The songs of “1940 Carmen” reflect a different and more relaxed environment. Much of the music evokes sunny Southern California folk-pop and 1950s R&B guitar reverberation. In “Placer Hollywood” (“Hollywood Pleasure”), the trilingual song that opens the album, Laferte stretches cheerfully the word “you” in a melism of 38 notes; on tour, she playfully tested whether the audience could sing. The album’s first single, “Algo Es Mejor” (“Something Is Better”), radiates optimism, while “Niña” (“Girl”) is a sweet lullaby that promises an unborn “Je t ‘ waited so long / And I’ll take care of you. (After years of trying, she got pregnant, with a baby expected in March.) But other songs on the album exorcise deep trauma.

The main reason Laferte visited Los Angeles was to take hormone therapy to get pregnant; radiation therapy for thyroid cancer in 2009 also damaged her ovaries. But the hormonal treatments caused massive mood swings. “One day would be very happy with positive emotions, and another day would be angry and depressed,” she said. “I connected with a part of myself that I didn’t know at the time.”

For Laferte, writing lyrics in English was about self-protection, not about crossing over. On “1940 Carmen” one of the three songs in English is “A Crying Diamond”, about a poor teenager who wants to be a singer and who is sexually exploited by a 40 year old man. “I will be your savior and I will make you a superstar,” he told her.

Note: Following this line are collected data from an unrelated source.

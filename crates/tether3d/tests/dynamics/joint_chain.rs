use tether3d::dynamics::{Entity, EntityHandle, EntitySet};
use tether3d::joints::{BallSocketJoint, DistanceJoint, Joint, JointSolver};
use tether3d::math::{Matrix, Point, Real, Vector};

const DT: Real = 1.0 / 60.0;

#[test]
fn chain_links_keep_their_length() {
    let mut entities = EntitySet::new();
    let mut links: Vec<EntityHandle> = vec![entities.insert(Entity::new_kinematic(Vector::zeros()))];
    for i in 1..=4 {
        let body = Entity::new_dynamic(Vector::new(i as Real, 0.0, 0.0), 1.0, Matrix::identity());
        links.push(entities.insert(body));
    }
    entities[links[4]].set_linear_velocity(Vector::new(0.0, 2.0, 0.0));

    let mut solver = JointSolver::new();
    for pair in links.windows(2) {
        let anchor_a = Point::from(entities[pair[0]].position());
        let anchor_b = Point::from(entities[pair[1]].position());
        let joint =
            Joint::<DistanceJoint>::distance(&entities, pair[0], pair[1], &anchor_a, &anchor_b)
                .unwrap();
        let _ = solver.insert(joint);
    }
    assert_eq!(solver.len(), 4);

    for _ in 0..120 {
        let _ = solver.step(DT, &mut entities).unwrap();
    }

    for pair in links.windows(2) {
        let length = (entities[pair[1]].position() - entities[pair[0]].position()).norm();
        approx::assert_relative_eq!(length, 1.0, epsilon = 0.1);
    }
    for (_, joint) in solver.iter() {
        assert!(joint.is_active());
    }
}

#[test]
fn free_pair_conserves_linear_momentum() {
    let mut entities = EntitySet::new();
    let mut a = Entity::new_dynamic(Vector::zeros(), 1.0, Matrix::identity());
    a.set_linear_velocity(Vector::new(0.0, 3.0, -1.0));
    a.set_angular_velocity(Vector::new(0.0, 0.0, 1.0));
    let mut b = Entity::new_dynamic(
        Vector::new(2.0, 0.0, 0.0),
        4.0,
        Matrix::from_diagonal(&Vector::new(1.0, 2.0, 3.0)),
    );
    b.set_linear_velocity(Vector::new(-1.0, 0.0, 0.5));
    let (a, b) = (entities.insert(a), entities.insert(b));

    let momentum =
        |entities: &EntitySet| entities[a].linear_momentum() + entities[b].linear_momentum();
    let initial = momentum(&entities);

    let mut solver = JointSolver::new();
    let joint =
        Joint::<BallSocketJoint>::ball_socket(&entities, a, b, &Point::new(1.0, 0.0, 0.0)).unwrap();
    let handle = solver.insert(joint);

    for _ in 0..60 {
        let _ = solver.step(DT, &mut entities).unwrap();
    }

    approx::assert_relative_eq!(momentum(&entities), initial, epsilon = 1.0e-3);
    let joint = solver.get_joint::<BallSocketJoint>(handle).unwrap();
    assert!(joint.error().norm() < 5.0e-2);
}
use crate::math::Point;

/// A point of a Configuration Space Obstacle.
///
/// A CSO is the Minkowski difference `A - B` of two shapes. Each of its points is stored with
/// the points of `A` and `B` it originates from, which lets a converged GJK run recover the
/// witness points on both shapes.
#[derive(Copy, Clone, Debug, PartialEq)]
pub struct CsoPoint {
    /// The point on the CSO, equal to `orig1 - orig2`.
    pub point: Point,
    /// The point on the first shape used to compute `self.point`.
    pub orig1: Point,
    /// The point on the second shape used to compute `self.point`.
    pub orig2: Point,
}

impl CsoPoint {
    /// Initializes a CSO point with `orig1 - orig2`.
    pub fn new(orig1: Point, orig2: Point) -> Self {
        CsoPoint {
            point: Point::from(orig1 - orig2),
            orig1,
            orig2,
        }
    }

    /// A CSO point where `orig1 = point` and `orig2 = O`.
    pub fn single_point(point: Point) -> Self {
        CsoPoint {
            point,
            orig1: point,
            orig2: Point::origin(),
        }
    }
}
use crate::dynamics::{Entity, EntityHandle, EntitySet};
use crate::joints::{Dof1, Joint, JointError, JointJacobians, JointKind};
use crate::math::{Point, Real, Vector};
use crate::utils::DISTANCE_EPSILON;
use na::Vector1;

/// Keeps two anchors at a fixed distance from each other.
#[derive(Copy, Clone, Debug, PartialEq)]
#[cfg_attr(feature = "serde-serialize", derive(Serialize, Deserialize))]
pub struct DistanceJoint {
    /// The anchor attached to the entity A, in its local-space.
    pub local_anchor_a: Vector,
    /// The anchor attached to the entity B, in its local-space.
    pub local_anchor_b: Vector,
    distance: Real,
}

impl DistanceJoint {
    /// A distance joint between two world-space anchors, keeping their current distance.
    pub fn new(a: &Entity, b: &Entity, anchor_a: &Point, anchor_b: &Point) -> Self {
        Self {
            local_anchor_a: a.world_transform().inverse_transform_point(anchor_a).coords,
            local_anchor_b: b.world_transform().inverse_transform_point(anchor_b).coords,
            distance: na::distance(anchor_a, anchor_b),
        }
    }

    /// A distance joint between anchors given in the local-space of their entities.
    ///
    /// Negative distances are replaced by zero.
    pub fn from_local_anchors(
        local_anchor_a: Vector,
        local_anchor_b: Vector,
        distance: Real,
    ) -> Self {
        Self {
            local_anchor_a,
            local_anchor_b,
            distance: distance.max(0.0),
        }
    }

    /// The target distance between the anchors.
    pub fn distance(&self) -> Real {
        self.distance
    }

    /// Sets the target distance between the anchors.
    ///
    /// Negative distances are replaced by zero.
    pub fn set_distance(&mut self, distance: Real) {
        self.distance = distance.max(0.0);
    }
}

impl JointKind for DistanceJoint {
    type Dofs = Dof1;

    fn compute_jacobians(&self, a: &Entity, b: &Entity) -> JointJacobians<Dof1> {
        let ra = a.orientation_matrix() * self.local_anchor_a;
        let rb = b.orientation_matrix() * self.local_anchor_b;
        let separation = (b.position() + rb) - (a.position() + ra);
        let length = separation.norm();

        let normal = if length > DISTANCE_EPSILON {
            separation / length
        } else {
            log::debug!("Distance joint anchors are too close to define a direction.");
            Vector::zeros()
        };

        JointJacobians {
            linear_a: -normal.transpose(),
            angular_a: normal.cross(&ra).transpose(),
            linear_b: normal.transpose(),
            angular_b: rb.cross(&normal).transpose(),
            error: Vector1::new(length - self.distance),
        }
    }
}

impl Joint<DistanceJoint> {
    /// Keeps the world-space anchors `anchor_a` and `anchor_b` at their current distance.
    pub fn distance(
        entities: &EntitySet,
        a: EntityHandle,
        b: EntityHandle,
        anchor_a: &Point,
        anchor_b: &Point,
    ) -> Result<Self, JointError> {
        Self::with_entities(entities, a, b, |ea, eb| {
            Ok(DistanceJoint::new(ea, eb, anchor_a, anchor_b))
        })
    }
}
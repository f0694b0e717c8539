//! Structures needed to cast rays.

use crate::math::{Point, Real, RigidTransform, Vector};

/// A ray for ray-casting queries.
///
/// The direction does not need to be normalized: times of impact are expressed in multiples
/// of `dir`, so the hit point is `origin + dir * t`.
#[derive(Debug, Clone, Copy, PartialEq)]
#[cfg_attr(feature = "serde-serialize", derive(Serialize, Deserialize))]
pub struct Ray {
    /// Starting point of the ray.
    pub origin: Point,
    /// Direction of the ray.
    pub dir: Vector,
}

impl Ray {
    /// Creates a new ray starting from `origin` and with the direction `dir`.
    pub fn new(origin: Point, dir: Vector) -> Ray {
        Ray { origin, dir }
    }

    /// Transforms this ray by the given rigid transform.
    #[inline]
    pub fn transform_by(&self, m: &RigidTransform) -> Self {
        Self::new(m.transform_point(&self.origin), m.transform_vector(&self.dir))
    }

    /// Transforms this ray by the inverse of the given rigid transform.
    #[inline]
    pub fn inverse_transform_by(&self, m: &RigidTransform) -> Self {
        Self::new(
            m.inverse_transform_point(&self.origin),
            m.inverse_transform_vector(&self.dir),
        )
    }

    /// Translates this ray by the given vector. Its direction is left unchanged.
    #[inline]
    pub fn translate_by(&self, v: Vector) -> Self {
        Self::new(self.origin + v, self.dir)
    }

    /// Computes the point at the given parameter on this ray.
    #[inline]
    pub fn point_at(&self, t: Real) -> Point {
        self.origin + self.dir * t
    }
}

/// The result of a successful ray cast.
#[derive(Copy, Clone, Debug, PartialEq)]
#[cfg_attr(feature = "serde-serialize", derive(Serialize, Deserialize))]
pub struct RayHit {
    /// The time of impact: the hit point is at `ray.origin + ray.dir * t`.
    pub t: Real,
    /// The hit point.
    pub location: Point,
    /// The unit normal of the surface at the hit point, facing the ray.
    ///
    /// When the ray starts inside of a solid shape, `t` is zero and the normal is the opposite
    /// of the ray direction.
    pub normal: Vector,
}

impl RayHit {
    /// Creates a hit record for `ray` at the time of impact `t`.
    #[inline]
    pub fn new(ray: &Ray, t: Real, normal: Vector) -> Self {
        Self {
            t,
            location: ray.point_at(t),
            normal,
        }
    }

    /// A hit at `t = 0`, for rays starting inside of a solid shape.
    #[inline]
    pub fn inside(ray: &Ray) -> Self {
        Self::new(ray, 0.0, -ray.dir.try_normalize(0.0).unwrap_or_else(Vector::zeros))
    }

    /// Transforms the location and normal of this hit by `m`. The time of impact is unchanged.
    #[inline]
    pub fn transform_by(&self, m: &RigidTransform) -> Self {
        Self {
            t: self.t,
            location: m.transform_point(&self.location),
            normal: m.transform_vector(&self.normal),
        }
    }
}
//! A binary bounding volume hierarchy.

pub use bvh_traverse::{BvhLeafCost, Leaves};
pub use bvh_tree::{Bvh, BvhNode, BvhNodeWide};

mod bvh_binned_build;
mod bvh_queries;
mod bvh_refit;
mod bvh_traverse;
mod bvh_tree;

#[cfg(test)]
mod bvh_tests;
use crate::dynamics::Entity;
use crate::math::Real;
use core::ops::{Index, IndexMut};
use slab::Slab;

/// The handle of an [`Entity`] stored in an [`EntitySet`].
#[derive(Copy, Clone, Debug, PartialEq, Eq, Hash, PartialOrd, Ord)]
#[cfg_attr(feature = "serde-serialize", derive(Serialize, Deserialize))]
pub struct EntityHandle(pub usize);

/// The set of entities of a simulation.
#[derive(Clone, Debug, Default)]
pub struct EntitySet {
    entities: Slab<Entity>,
}

impl EntitySet {
    /// An empty set of entities.
    pub fn new() -> Self {
        Self::default()
    }

    /// Adds an entity to this set.
    pub fn insert(&mut self, entity: Entity) -> EntityHandle {
        EntityHandle(self.entities.insert(entity))
    }

    /// Removes an entity from this set.
    pub fn remove(&mut self, handle: EntityHandle) -> Option<Entity> {
        self.entities.try_remove(handle.0)
    }

    /// Does this set contain the given entity?
    pub fn contains(&self, handle: EntityHandle) -> bool {
        self.entities.contains(handle.0)
    }

    /// The entity with the given handle.
    pub fn get(&self, handle: EntityHandle) -> Option<&Entity> {
        self.entities.get(handle.0)
    }

    /// The entity with the given handle.
    pub fn get_mut(&mut self, handle: EntityHandle) -> Option<&mut Entity> {
        self.entities.get_mut(handle.0)
    }

    /// Two distinct entities, mutably.
    ///
    /// Returns `None` if `a == b` or if one of them does not exist.
    pub fn get2_mut(
        &mut self,
        a: EntityHandle,
        b: EntityHandle,
    ) -> Option<(&mut Entity, &mut Entity)> {
        if a == b {
            return None;
        }

        self.entities.get2_mut(a.0, b.0)
    }

    /// The number of entities in this set.
    pub fn len(&self) -> usize {
        self.entities.len()
    }

    /// Is this set empty?
    pub fn is_empty(&self) -> bool {
        self.entities.is_empty()
    }

    /// Iterates through all the entities of this set.
    pub fn iter(&self) -> impl Iterator<Item = (EntityHandle, &Entity)> {
        self.entities.iter().map(|(i, e)| (EntityHandle(i), e))
    }

    /// Integrates the pose of every entity during `dt`.
    pub fn integrate(&mut self, dt: Real) {
        for (_, entity) in self.entities.iter_mut() {
            entity.integrate(dt);
        }
    }
}

impl Index<EntityHandle> for EntitySet {
    type Output = Entity;

    #[inline]
    fn index(&self, handle: EntityHandle) -> &Entity {
        &self.entities[handle.0]
    }
}

impl IndexMut<EntityHandle> for EntitySet {
    #[inline]
    fn index_mut(&mut self, handle: EntityHandle) -> &mut Entity {
        &mut self.entities[handle.0]
    }
}
//! Structural changes of compound bodies: splitting, merging, removing children, and building a
//! compound from a subset of the entries of a compound shape.
//!
//! Every operation comes at two levels. The collidable level only moves children between
//! compound collidables and recomputes their mass distribution, leaving the entities alone. The
//! entity level also updates the mass, inertia, position and velocities of the entities so the
//! motion of the bodies stays continuous.

pub use self::compound_error::CompoundError;
pub use self::group::{remove_reposition, split_reposition, GroupDistribution};
pub use self::merge::{merge_compound_entities, merge_compounds, MergeResult};
pub use self::partial::create_partial_compound_collidable;
pub use self::split::{
    remove_child_from_compound, remove_child_from_compound_entity, split_compound,
    split_compound_entities, split_compound_into_new, RemovalResult, SplitResult,
};
pub use crate::shape::transform_contribution;

mod compound_error;
mod group;
mod merge;
mod partial;
mod split;
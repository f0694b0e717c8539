//! Non-persistent geometric queries.
//!
//! Ray casts on individual shapes are exposed by the [`Shape`](crate::shape::Shape) trait.
//! This module holds the ray type, the hit record they produce, and the algorithms shared by
//! every shape:
//!
//! * [`details::local_ray_intersection_with_triangle`] for the ray/triangle test used by meshes,
//! * [`gjk::cast_local_ray_support_map`] for ray casts on arbitrary convex shapes,
//! * [`cast_support_maps`] for linear casts of a convex shape against another one.

pub use self::ray::{Ray, RayHit, TriangleSidedness};
pub use self::shape_cast::cast_support_maps;

pub mod gjk;
mod ray;
mod shape_cast;

/// Queries dedicated to specific shapes.
pub mod details {
    pub use super::ray::{cast_local_ray_on_ball, local_ray_intersection_with_triangle};
}
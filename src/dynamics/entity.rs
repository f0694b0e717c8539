use crate::math::{Matrix, Point, Real, RigidTransform, Rotation, Vector};
use crate::utils::inv;

/// A rigid body.
///
/// Dynamic entities react to impulses. Kinematic entities have an infinite mass: they keep their
/// velocities and only move by integration.
#[derive(Copy, Clone, Debug, PartialEq)]
#[cfg_attr(feature = "serde-serialize", derive(Serialize, Deserialize))]
pub struct Entity {
    position: Vector,
    orientation: Rotation,
    orientation_matrix: Matrix,
    linear_velocity: Vector,
    angular_velocity: Vector,
    mass: Real,
    inverse_mass: Real,
    local_inertia: Matrix,
    local_inverse_inertia: Matrix,
    world_inverse_inertia: Matrix,
    is_dynamic: bool,
    is_active: bool,
}

impl Entity {
    /// Creates a dynamic entity.
    ///
    /// `local_inertia` is the inertia tensor of the entity expressed in its local-space.
    pub fn new_dynamic(position: Vector, mass: Real, local_inertia: Matrix) -> Self {
        let mut result = Self::new_kinematic(position);
        result.initialize(mass, local_inertia);
        result
    }

    /// Creates a kinematic entity.
    pub fn new_kinematic(position: Vector) -> Self {
        Self {
            position,
            orientation: Rotation::identity(),
            orientation_matrix: Matrix::identity(),
            linear_velocity: Vector::zeros(),
            angular_velocity: Vector::zeros(),
            mass: Real::MAX,
            inverse_mass: 0.0,
            local_inertia: Matrix::zeros(),
            local_inverse_inertia: Matrix::zeros(),
            world_inverse_inertia: Matrix::zeros(),
            is_dynamic: false,
            is_active: true,
        }
    }

    /// Makes this entity dynamic with the given mass properties.
    ///
    /// A non-positive mass makes the entity kinematic instead.
    pub fn initialize(&mut self, mass: Real, local_inertia: Matrix) {
        if mass <= 0.0 {
            self.become_kinematic();
            return;
        }

        self.mass = mass;
        self.inverse_mass = inv(mass);
        self.local_inertia = local_inertia;
        self.local_inverse_inertia = local_inertia.try_inverse().unwrap_or_else(Matrix::zeros);
        self.is_dynamic = true;
        self.update_inertia_tensor();
        self.activate();
    }

    /// Makes this entity kinematic: it keeps its velocities and is no longer affected by impulses.
    pub fn become_kinematic(&mut self) {
        self.mass = Real::MAX;
        self.inverse_mass = 0.0;
        self.local_inverse_inertia = Matrix::zeros();
        self.world_inverse_inertia = Matrix::zeros();
        self.is_dynamic = false;
    }

    /// Wakes this entity up.
    pub fn activate(&mut self) {
        self.is_active = true;
    }

    /// Puts this entity to sleep.
    pub fn deactivate(&mut self) {
        self.is_active = false;
    }

    /// Is this entity awake?
    pub fn is_active(&self) -> bool {
        self.is_active
    }

    /// Is this entity affected by impulses?
    pub fn is_dynamic(&self) -> bool {
        self.is_dynamic
    }

    /// The position of the center of mass of this entity.
    pub fn position(&self) -> Vector {
        self.position
    }

    /// Sets the position of the center of mass of this entity.
    pub fn set_position(&mut self, position: Vector) {
        self.position = position;
    }

    /// The orientation of this entity.
    pub fn orientation(&self) -> Rotation {
        self.orientation
    }

    /// The rotation matrix of this entity.
    pub fn orientation_matrix(&self) -> &Matrix {
        &self.orientation_matrix
    }

    /// Sets the orientation of this entity and updates its world-space inertia.
    pub fn set_orientation(&mut self, orientation: Rotation) {
        self.orientation = orientation;
        self.update_inertia_tensor();
    }

    /// The pose of this entity.
    pub fn world_transform(&self) -> RigidTransform {
        RigidTransform::new(self.position, self.orientation)
    }

    /// The linear velocity of the center of mass of this entity.
    pub fn linear_velocity(&self) -> Vector {
        self.linear_velocity
    }

    /// Sets the linear velocity of this entity.
    pub fn set_linear_velocity(&mut self, velocity: Vector) {
        self.linear_velocity = velocity;
    }

    /// The angular velocity of this entity.
    pub fn angular_velocity(&self) -> Vector {
        self.angular_velocity
    }

    /// Sets the angular velocity of this entity.
    pub fn set_angular_velocity(&mut self, velocity: Vector) {
        self.angular_velocity = velocity;
    }

    /// The velocity of a world-space point rigidly attached to this entity.
    pub fn velocity_at_point(&self, point: &Point) -> Vector {
        self.linear_velocity + self.angular_velocity.cross(&(point.coords - self.position))
    }

    /// The mass of this entity. `Real::MAX` for kinematic entities.
    pub fn mass(&self) -> Real {
        self.mass
    }

    /// The inverse mass of this entity. Zero for kinematic entities.
    pub fn inverse_mass(&self) -> Real {
        self.inverse_mass
    }

    /// The inertia tensor of this entity, in its local-space.
    pub fn local_inertia(&self) -> &Matrix {
        &self.local_inertia
    }

    /// The inverse inertia tensor of this entity, in its local-space.
    pub fn local_inverse_inertia(&self) -> &Matrix {
        &self.local_inverse_inertia
    }

    /// The inverse inertia tensor of this entity, in world-space.
    pub fn world_inverse_inertia(&self) -> &Matrix {
        &self.world_inverse_inertia
    }

    /// The inertia tensor of this entity, in world-space.
    pub fn world_inertia(&self) -> Matrix {
        self.orientation_matrix * self.local_inertia * self.orientation_matrix.transpose()
    }

    /// The linear momentum of this entity.
    pub fn linear_momentum(&self) -> Vector {
        self.linear_velocity * self.mass
    }

    /// The angular momentum of this entity, relative to its center of mass.
    pub fn angular_momentum(&self) -> Vector {
        self.world_inertia() * self.angular_velocity
    }

    /// Recomputes the orientation matrix and world-space inverse inertia from the orientation.
    pub fn update_inertia_tensor(&mut self) {
        self.orientation_matrix = self.orientation.to_rotation_matrix().into_inner();
        self.world_inverse_inertia = self.orientation_matrix
            * self.local_inverse_inertia
            * self.orientation_matrix.transpose();
    }

    /// Applies a linear impulse at the center of mass. Does nothing on kinematic entities.
    pub fn apply_linear_impulse(&mut self, impulse: &Vector) {
        if self.is_dynamic {
            self.linear_velocity += impulse * self.inverse_mass;
        }
    }

    /// Applies an angular impulse. Does nothing on kinematic entities.
    pub fn apply_angular_impulse(&mut self, impulse: &Vector) {
        if self.is_dynamic {
            self.angular_velocity += self.world_inverse_inertia * impulse;
        }
    }

    /// Applies an impulse at a world-space point.
    pub fn apply_impulse_at_point(&mut self, impulse: &Vector, point: &Point) {
        self.apply_linear_impulse(impulse);
        let torque = (point.coords - self.position).cross(impulse);
        self.apply_angular_impulse(&torque);
    }

    /// Moves this entity according to its velocities during `dt`.
    pub fn integrate(&mut self, dt: Real) {
        if !self.is_active {
            return;
        }

        self.position += self.linear_velocity * dt;
        let mut orientation = Rotation::from_scaled_axis(self.angular_velocity * dt) * self.orientation;
        orientation.renormalize_fast();
        self.orientation = orientation;
        self.update_inertia_tensor();
    }
}
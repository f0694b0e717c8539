mod hinge;
mod joint_chain;
mod prismatic;
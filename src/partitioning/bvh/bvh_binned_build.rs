use super::bvh_tree::BvhNodeWide;
use super::{Bvh, BvhNode};
use crate::bounding_volume::{Aabb, BoundingVolume};
use crate::math::Real;

const NUM_BINS: usize = 8;
const BIN_EPSILON: Real = 1.0e-5;

#[derive(Copy, Clone, Debug)]
struct Bin {
    aabb: Aabb,
    leaf_count: u32,
}

impl Default for Bin {
    fn default() -> Self {
        Self {
            aabb: Aabb::new_invalid(),
            leaf_count: 0,
        }
    }
}

/// Maps leaf centroids to bins along the longest axis of the centroid bounds.
struct Binning {
    axis: usize,
    scale: Real,
    offset: Real,
}

impl Binning {
    fn new(leaves: &[BvhNode]) -> Self {
        let centroids = Aabb::from_points(leaves.iter().map(|node| node.center()));
        let axis = centroids.extents().imax();
        let range = centroids.maxs[axis] - centroids.mins[axis];

        Self {
            axis,
            scale: NUM_BINS as Real * (1.0 - BIN_EPSILON) / range,
            offset: centroids.mins[axis],
        }
    }

    fn bin(&self, leaf: &BvhNode) -> usize {
        // NaN (all centroids equal) saturates to bin 0.
        ((self.scale * (leaf.center()[self.axis] - self.offset)) as usize).min(NUM_BINS - 1)
    }
}

impl Bvh {
    /// Builds the subtree made of `leaves` into the (already allocated) wide node `target`.
    pub(super) fn build_range_binned(&mut self, target: u32, leaves: &mut [BvhNode]) {
        debug_assert!(leaves.len() > 1);

        let binning = Binning::new(leaves);
        let mut bins = [Bin::default(); NUM_BINS];

        for leaf in leaves.iter() {
            let bin = &mut bins[binning.bin(leaf)];
            bin.aabb.merge(&leaf.aabb());
            bin.leaf_count += 1;
        }

        // Sweep from the right to know the cost of every right-hand side.
        let mut right_sides = bins;
        for i in (0..NUM_BINS - 1).rev() {
            let next = right_sides[i + 1];
            right_sides[i].aabb.merge(&next.aabb);
            right_sides[i].leaf_count += next.leaf_count;
        }

        // Then sweep from the left, evaluating the SAH of every splitting plane.
        let mut left_side = Bin::default();
        let mut best_cost = Real::MAX;
        let mut best_plane = 0;
        let mut best_left_count = 0;

        for plane in 0..NUM_BINS - 1 {
            left_side.aabb.merge(&bins[plane].aabb);
            left_side.leaf_count += bins[plane].leaf_count;

            let right_side = &right_sides[plane + 1];
            let cost = left_side.aabb.volume() * left_side.leaf_count as Real
                + right_side.aabb.volume() * right_side.leaf_count as Real;

            if left_side.leaf_count > 0 && right_side.leaf_count > 0 && cost < best_cost {
                best_cost = cost;
                best_plane = plane;
                best_left_count = left_side.leaf_count as usize;
            }
        }

        let mid = if best_left_count == 0 {
            // Every leaf ended up in the same bin: split the range in two.
            leaves.len() / 2
        } else {
            let mut first_right = 0;
            for i in 0..leaves.len() {
                if binning.bin(&leaves[i]) <= best_plane {
                    leaves.swap(i, first_right);
                    first_right += 1;
                }
            }
            first_right
        };

        let (left_leaves, right_leaves) = leaves.split_at_mut(mid);
        let left = self.build_child(left_leaves);
        let right = self.build_child(right_leaves);
        self.nodes[target as usize] = BvhNodeWide { left, right };
    }

    fn build_child(&mut self, leaves: &mut [BvhNode]) -> BvhNode {
        if let [leaf] = leaves {
            return *leaf;
        }

        let id = self.nodes.len() as u32;
        self.nodes.push(BvhNodeWide::zeros());
        self.build_range_binned(id, leaves);
        self.nodes[id as usize].merged(id)
    }
}
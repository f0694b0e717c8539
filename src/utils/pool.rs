use core::ops::{Deref, DerefMut};
use std::sync::Mutex;

/// A pool of reusable scratch values.
///
/// Values are handed out through a [`Pooled`] guard and go back to the pool when the guard
/// is dropped, whichever way the borrowing scope is exited.
pub struct ResourcePool<T> {
    free: Mutex<Vec<T>>,
    reset: fn(&mut T),
    create: fn() -> T,
}

impl<T> ResourcePool<T> {
    /// Creates an empty pool.
    ///
    /// `create` builds a new value when the pool is empty, and `reset` clears a value before it
    /// is given back to the pool.
    pub fn new(create: fn() -> T, reset: fn(&mut T)) -> Self {
        Self {
            free: Mutex::new(Vec::new()),
            reset,
            create,
        }
    }

    /// Takes a value out of the pool, creating a new one if the pool is empty.
    pub fn take(&self) -> Pooled<'_, T> {
        let value = self
            .free
            .lock()
            .unwrap_or_else(|e| e.into_inner())
            .pop()
            .unwrap_or_else(self.create);
        Pooled { pool: self, value }
    }

    /// The number of values currently waiting in the pool.
    pub fn available(&self) -> usize {
        self.free.lock().unwrap_or_else(|e| e.into_inner()).len()
    }

    fn give_back(&self, mut value: T) {
        (self.reset)(&mut value);
        self.free
            .lock()
            .unwrap_or_else(|e| e.into_inner())
            .push(value);
    }
}

impl<T> core::fmt::Debug for ResourcePool<T> {
    fn fmt(&self, f: &mut core::fmt::Formatter<'_>) -> core::fmt::Result {
        f.debug_struct("ResourcePool")
            .field("available", &self.available())
            .finish()
    }
}

/// A value borrowed from a [`ResourcePool`].
///
/// The value is returned to its pool on drop.
pub struct Pooled<'a, T> {
    pool: &'a ResourcePool<T>,
    value: T,
}

impl<T> Deref for Pooled<'_, T> {
    type Target = T;

    fn deref(&self) -> &T {
        &self.value
    }
}

impl<T> DerefMut for Pooled<'_, T> {
    fn deref_mut(&mut self) -> &mut T {
        &mut self.value
    }
}

impl<T> Drop for Pooled<'_, T> {
    fn drop(&mut self) {
        let value = core::mem::replace(&mut self.value, (self.pool.create)());
        self.pool.give_back(value);
    }
}

/// Scratch buffers shared by the spatial queries of this crate.
///
/// A single `Resources` value is typically owned by the simulation and lent to every query.
#[derive(Debug)]
pub struct Resources {
    candidates: ResourcePool<Vec<u32>>,
}

impl Default for Resources {
    fn default() -> Self {
        Self::new()
    }
}

impl Resources {
    /// Creates a set of empty pools.
    pub fn new() -> Self {
        Self {
            candidates: ResourcePool::new(Vec::new, Vec::clear),
        }
    }

    /// A cleared list of leaf indices, used to collect BVH query candidates.
    pub fn candidate_list(&self) -> Pooled<'_, Vec<u32>> {
        self.candidates.take()
    }

    /// The number of candidate lists currently waiting in the pool.
    pub fn available_candidate_lists(&self) -> usize {
        self.candidates.available()
    }
}

#[cfg(test)]
mod test {
    use super::Resources;

    #[test]
    fn pooled_lists_are_returned_cleared() {
        let resources = Resources::new();
        assert_eq!(resources.available_candidate_lists(), 0);

        {
            let mut list = resources.candidate_list();
            list.extend_from_slice(&[1, 2, 3]);
            let _other = resources.candidate_list();
        }

        assert_eq!(resources.available_candidate_lists(), 2);
        let list = resources.candidate_list();
        assert!(list.is_empty());
        assert_eq!(resources.available_candidate_lists(), 1);
    }

    #[test]
    fn early_return_gives_the_list_back() {
        fn search(resources: &Resources, target: u32) -> Option<u32> {
            let mut list = resources.candidate_list();
            list.extend(0..10);
            let found = list.iter().copied().find(|i| *i == target)?;
            Some(found * 2)
        }

        let resources = Resources::new();
        assert_eq!(search(&resources, 42), None);
        assert_eq!(search(&resources, 4), Some(8));
        assert_eq!(resources.available_candidate_lists(), 1);
    }
}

Years later, her dreams gone, she keeps it a secret, sings Laferte, because “No one was going to believe a girl from a small town who went out at night with her shiny dress and her shoes broken.”

She had tried to write a song about it in Spanish, she said, but couldn’t. “I was going to say something that makes me vulnerable,” she said. “There were a lot of things I wanted to say but I was ashamed to say it in my own language. I feel more courageous to do it in another language. I can have a simple conversation in English, or order a coffee, but I cannot go deeper into English. So I can say a lot of things in the song, but I don’t have to feel it because it’s not in my own language.

Whatever the language, Laferte’s intensity and commitment are undeniable. “Each album is a journal of life,” she said. “I write what I live.